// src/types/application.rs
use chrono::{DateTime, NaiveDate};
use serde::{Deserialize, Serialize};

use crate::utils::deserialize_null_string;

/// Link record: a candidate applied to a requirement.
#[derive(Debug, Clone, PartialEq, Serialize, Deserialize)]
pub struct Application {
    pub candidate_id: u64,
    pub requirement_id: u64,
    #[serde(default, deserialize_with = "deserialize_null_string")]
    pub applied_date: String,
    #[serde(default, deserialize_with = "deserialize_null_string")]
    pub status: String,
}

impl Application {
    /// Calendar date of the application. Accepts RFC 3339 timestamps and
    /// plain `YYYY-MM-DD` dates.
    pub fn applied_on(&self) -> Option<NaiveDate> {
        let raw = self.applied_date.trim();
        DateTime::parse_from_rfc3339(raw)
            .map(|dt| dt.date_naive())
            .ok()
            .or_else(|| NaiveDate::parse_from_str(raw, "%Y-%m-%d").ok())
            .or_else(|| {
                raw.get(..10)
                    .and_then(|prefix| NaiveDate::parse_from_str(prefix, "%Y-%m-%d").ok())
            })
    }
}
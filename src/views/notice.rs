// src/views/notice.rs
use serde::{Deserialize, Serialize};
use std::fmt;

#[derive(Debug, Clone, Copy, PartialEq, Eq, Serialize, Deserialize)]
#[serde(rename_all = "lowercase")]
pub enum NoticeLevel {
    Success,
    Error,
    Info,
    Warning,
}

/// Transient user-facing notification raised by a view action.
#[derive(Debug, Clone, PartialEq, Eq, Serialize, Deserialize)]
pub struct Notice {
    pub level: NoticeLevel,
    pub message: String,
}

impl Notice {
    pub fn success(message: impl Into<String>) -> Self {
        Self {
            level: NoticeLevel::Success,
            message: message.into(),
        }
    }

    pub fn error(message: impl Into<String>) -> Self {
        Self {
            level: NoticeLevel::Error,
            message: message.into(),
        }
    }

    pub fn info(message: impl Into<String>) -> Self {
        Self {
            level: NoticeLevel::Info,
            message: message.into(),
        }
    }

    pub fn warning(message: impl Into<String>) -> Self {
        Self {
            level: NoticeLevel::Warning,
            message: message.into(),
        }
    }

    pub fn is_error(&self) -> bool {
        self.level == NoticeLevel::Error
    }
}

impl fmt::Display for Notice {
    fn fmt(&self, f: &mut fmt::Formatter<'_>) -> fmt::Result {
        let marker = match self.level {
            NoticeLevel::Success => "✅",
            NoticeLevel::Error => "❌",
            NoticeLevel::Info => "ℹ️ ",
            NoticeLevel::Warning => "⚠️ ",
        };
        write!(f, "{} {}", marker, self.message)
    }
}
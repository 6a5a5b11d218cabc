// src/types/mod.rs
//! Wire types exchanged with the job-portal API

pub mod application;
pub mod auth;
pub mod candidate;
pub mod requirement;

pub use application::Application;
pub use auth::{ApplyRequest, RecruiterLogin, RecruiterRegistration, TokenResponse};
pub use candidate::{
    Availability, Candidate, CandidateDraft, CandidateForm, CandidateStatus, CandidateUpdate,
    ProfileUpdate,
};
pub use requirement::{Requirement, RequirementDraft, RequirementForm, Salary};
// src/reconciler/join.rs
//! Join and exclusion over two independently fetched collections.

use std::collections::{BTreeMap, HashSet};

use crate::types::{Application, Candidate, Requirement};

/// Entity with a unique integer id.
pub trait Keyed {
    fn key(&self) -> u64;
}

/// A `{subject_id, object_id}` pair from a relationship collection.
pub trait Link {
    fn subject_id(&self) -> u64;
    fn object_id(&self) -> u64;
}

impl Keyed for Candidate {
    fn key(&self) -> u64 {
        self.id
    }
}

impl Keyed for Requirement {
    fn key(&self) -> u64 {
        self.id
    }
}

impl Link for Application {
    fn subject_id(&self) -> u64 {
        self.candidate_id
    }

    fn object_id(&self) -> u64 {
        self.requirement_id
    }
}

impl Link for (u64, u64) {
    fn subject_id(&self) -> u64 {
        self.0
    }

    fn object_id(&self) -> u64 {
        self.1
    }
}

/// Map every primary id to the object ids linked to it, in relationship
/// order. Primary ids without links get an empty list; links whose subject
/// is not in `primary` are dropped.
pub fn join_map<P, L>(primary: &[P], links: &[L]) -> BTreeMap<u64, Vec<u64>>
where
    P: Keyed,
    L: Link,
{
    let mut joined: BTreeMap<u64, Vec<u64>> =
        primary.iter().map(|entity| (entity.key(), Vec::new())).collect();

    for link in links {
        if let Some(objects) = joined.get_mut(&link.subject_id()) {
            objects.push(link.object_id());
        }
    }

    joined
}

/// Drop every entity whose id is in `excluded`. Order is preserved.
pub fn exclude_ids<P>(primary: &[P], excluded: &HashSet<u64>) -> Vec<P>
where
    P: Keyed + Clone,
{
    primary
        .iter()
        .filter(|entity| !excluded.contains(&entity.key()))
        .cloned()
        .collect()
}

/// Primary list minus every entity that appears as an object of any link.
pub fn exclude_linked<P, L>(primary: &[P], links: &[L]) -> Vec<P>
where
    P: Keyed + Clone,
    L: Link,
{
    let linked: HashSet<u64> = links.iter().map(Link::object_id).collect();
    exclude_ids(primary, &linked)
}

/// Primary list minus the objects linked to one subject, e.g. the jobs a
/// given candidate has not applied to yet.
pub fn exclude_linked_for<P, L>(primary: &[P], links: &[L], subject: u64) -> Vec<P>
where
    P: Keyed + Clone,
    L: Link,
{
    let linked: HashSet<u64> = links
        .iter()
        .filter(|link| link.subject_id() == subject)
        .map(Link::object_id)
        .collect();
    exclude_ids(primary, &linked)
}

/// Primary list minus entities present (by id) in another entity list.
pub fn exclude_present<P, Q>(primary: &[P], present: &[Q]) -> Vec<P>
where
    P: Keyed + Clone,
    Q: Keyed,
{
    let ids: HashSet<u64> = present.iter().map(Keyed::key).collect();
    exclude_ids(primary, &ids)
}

—————

All lines above that hold the string "filter" should be copied.

▸ SOLUTION BELOW
        .filter(|entity| !excluded.contains(&entity.key()))
        .filter(|link| link.subject_id() == subject)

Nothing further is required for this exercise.